The Cheerful Critic
How Margaret Willison '07 turned her love of pop culture into a mini media empire.
Read The StoryKenyon alumni from different disciplines explain how long-term stress takes a toll on our health — and how we can reverse its impact.
Story by Michael Blanding | Illustrations by Sam Falconer
Hurricanes in Houston and Puerto Rico. Wildfires in California. Mass shootings in Las Vegas and Texas. Sexual harassment in Hollywood. Health care uncertainty in Washington. The threat of nuclear war with North Korea. Government shutdowns. Opening up our Facebook feeds every morning can feel like an act of faith, and turning on cable news, an act of masochism. By the time you read this, no doubt, a half-dozen more catastrophic events will have eclipsed those above.
This barrage of bad news is taking its toll on our psyche. According to a poll released by the American Psychological Association in November 2017, 63 percent of Americans said the “future of our nation” is a “very significant source of stress” in their lives — edging out money, work and crime as their biggest worry. Even more significantly, 59 percent said this was the lowest moment in our nation’s history, “a feeling that spans generations, including individuals who have lived through World War II and Vietnam, the Cuban Missile Crisis, the September 11 terrorist attacks and high-profile mass shootings,” as the poll’s authors wrote.
While natural events such as hurricanes or earthquakes can make us feel out of control, that feeling is exacerbated when we feel like our political leaders are failing to address crises in our world, added Maryanna Klatt ’82, a professor of clinical family medicine at The Ohio State University College of Medicine who studies the effects of stress on the body. “When people say there is huge climate change going on, you want to feel like we have political leaders who are on top of the crisis and are dealing with it,” she said. “If you don’t, you feel disempowered.”
In psychological terms, this feeling is called “learned helplessness.” The term goes back to experiments in the 1960s by Martin Seligman, who found that dogs exposed to repeated shocks they couldn’t control would endure future shocks even when they were avoidable. The same thing, the theory goes, can happen to humans who are long exposed to situations in which they feel helpless, eventually leading to resignation, anxiety and depression.
It’s not just governmental inaction that can make people feel helpless these days, said Klatt; governmental overreach can also take away our sense of agency. “In education, all of the (required standardized) testing makes teachers feel like they can’t control their classrooms like they used to,” she said. “Under population health, doctors feel there are all these metrics they have to meet. With this increased level of accountability, people feel like they don’t have a voice.”

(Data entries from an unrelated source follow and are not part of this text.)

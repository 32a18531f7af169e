//! Container engines
//!
//! The executor drives containers through [`ContainerEngine`]; the engine
//! owns everything runtime-specific (naming, mounts, kill, cleanup).

mod podman;
#[cfg(test)]
pub mod scripted;

pub use podman::{PodmanEngine, check_available};

use async_trait::async_trait;
use convoy_core::domain::job::Job;
use convoy_core::domain::pipeline::Step;
use std::collections::HashMap;
use thiserror::Error;
use tokio::sync::mpsc;
use tokio_util::sync::CancellationToken;

/// How a step's container ended
#[derive(Debug, Clone, Copy, PartialEq, Eq)]
pub struct StepExit {
    pub code: i32,
    pub oom_killed: bool,
}

#[derive(Debug, Error)]
pub enum EngineError {
    #[error("failed to run {binary}: {source}")]
    Spawn {
        binary: String,
        #[source]
        source: std::io::Error,
    },

    #[error("{command} failed: {message}")]
    Command { command: String, message: String },

    #[error("workspace error: {0}")]
    Workspace(#[from] std::io::Error),

    #[error("invalid artifact path '{0}'")]
    ArtifactPath(String),
}

#[async_trait]
pub trait ContainerEngine: Send + Sync {
    /// Prepares the per-job workspace
    async fn setup(&self, job: &Job) -> Result<(), EngineError>;

    /// Runs one step to completion, streaming output lines into `output`
    ///
    /// When `kill` fires the container is force-terminated and the call
    /// returns promptly.
    async fn run_step(
        &self,
        job: &Job,
        step: &Step,
        env: &HashMap<String, String>,
        output: mpsc::Sender<String>,
        kill: CancellationToken,
    ) -> Result<StepExit, EngineError>;

    /// Reads a file produced in the job workspace
    async fn read_artifact(&self, job: &Job, path: &str) -> Result<Vec<u8>, EngineError>;

    /// Removes everything `setup` and `run_step` created
    async fn teardown(&self, job: &Job) -> Result<(), EngineError>;
}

According to one Kenyon alumnus who works in stress management, our shared agita comes from the top. “Seventy percent of my counseling clients are very worried about an impulsive president and his many provocations,” said Leonard Felder ’75, a Los Angeles-based psychologist and author of 12 books on personal growth. “It’s a constant stress that causes people to have sleep problems, a short fuse and a sense of overall agitation.”
That unpredictability can have profound effects on our body, said Felder, causing us to stay in a constant state of readiness that exhausts our physical resources. “You begin to sense your breathing, your muscles, your nerves and your internal organs are all being overworked,” Felder said.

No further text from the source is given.